A better understanding of women’s property and inheritance rights (WPIR) is critical for programs seeking to decrease HIV prevalence and hardships endured by women living with HIV in Tanzania. The International Center for Research on Women (ICRW) (2004) claims that when women are barred from owning property, they are unable to secure resources that would allow them to improve their chances of preventing HIV infection.

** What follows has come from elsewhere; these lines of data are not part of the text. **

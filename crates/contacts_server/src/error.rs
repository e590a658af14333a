//! HTTP error type and `{"message": ...}` error payloads.

use axum::extract::rejection::JsonRejection;
use axum::http::StatusCode;
use axum::response::{IntoResponse, Response};
use axum::Json;
use contacts_core::RepoError;
use log::error;
use serde::Serialize;

/// Body shape shared by every non-list response.
#[derive(Debug, Clone, PartialEq, Eq, Serialize)]
pub struct MessageResponse {
    pub message: String,
}

impl MessageResponse {
    pub fn new(message: impl Into<String>) -> Self {
        Self {
            message: message.into(),
        }
    }
}

/// Handler error type.
#[derive(Debug, thiserror::Error)]
pub enum ApiError {
    /// Create request lacked one of the required fields.
    #[error("First name, last name, and email are required.")]
    MissingContactFields,
    /// Request was rejected by parsing or storage validation.
    #[error("{0}")]
    BadRequest(String),
    /// Referenced contact does not exist.
    #[error("User not found")]
    ContactNotFound,
    /// Storage or runtime failure; details are logged, not returned.
    #[error("{0}")]
    Internal(String),
}

impl ApiError {
    pub fn status(&self) -> StatusCode {
        match self {
            Self::MissingContactFields | Self::BadRequest(_) => StatusCode::BAD_REQUEST,
            Self::ContactNotFound => StatusCode::NOT_FOUND,
            Self::Internal(_) => StatusCode::INTERNAL_SERVER_ERROR,
        }
    }
}

impl From<RepoError> for ApiError {
    fn from(value: RepoError) -> Self {
        match value {
            RepoError::NotFound(_) => Self::ContactNotFound,
            RepoError::DuplicateEmail(_) | RepoError::Validation(_) => {
                Self::BadRequest(value.to_string())
            }
            other => Self::Internal(other.to_string()),
        }
    }
}

impl From<JsonRejection> for ApiError {
    fn from(value: JsonRejection) -> Self {
        Self::BadRequest(value.body_text())
    }
}

impl IntoResponse for ApiError {
    fn into_response(self) -> Response {
        let status = self.status();
        let message = match self {
            Self::Internal(details) => {
                error!("event=http_error module=http status=error error_code=internal error={details}");
                "Internal server error".to_string()
            }
            other => other.to_string(),
        };
        (status, Json(MessageResponse::new(message))).into_response()
    }
}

HIV infection rates in sub-Saharan Africa remain high, despite ongoing prevention efforts (Oluga, et al., 2010). There are even concerns of human rights violations, where cultural practices such as widow inheritance and sexual cleansing have increased the risk of HIV transmission for widowed women (Agot, et al., 2010). Widow inheritance is a custom in which a relative of a deceased husband, typically the late husband’s brother, inherits the widow as his wife. In sexual cleansing or purification, one of the late husband’s relatives forces the widow to have unprotected sex.

Tanzania today faces a generalized epidemic, with one of the highest HIV prevalence rates in the world and a rising rate of HIV infection.

We constructed a two-stage conceptual framework for concurrent analysis of HIV progression and its influence on the lives of women in their marital families. One participant in Ilemela District commented that the “majority of individuals are not aware of their HIV status due to lack of testing behaviour, hence increased risk for transmission of HIV to their partners.”

The study revealed a deep and complex set of social and economic challenges hindering the use of innovative strategies to mitigate the vulnerability of widows.

A partnership between nonstate actors and government structures, in collaboration with development partners, is recommended to address the needs of women living with HIV or AIDS.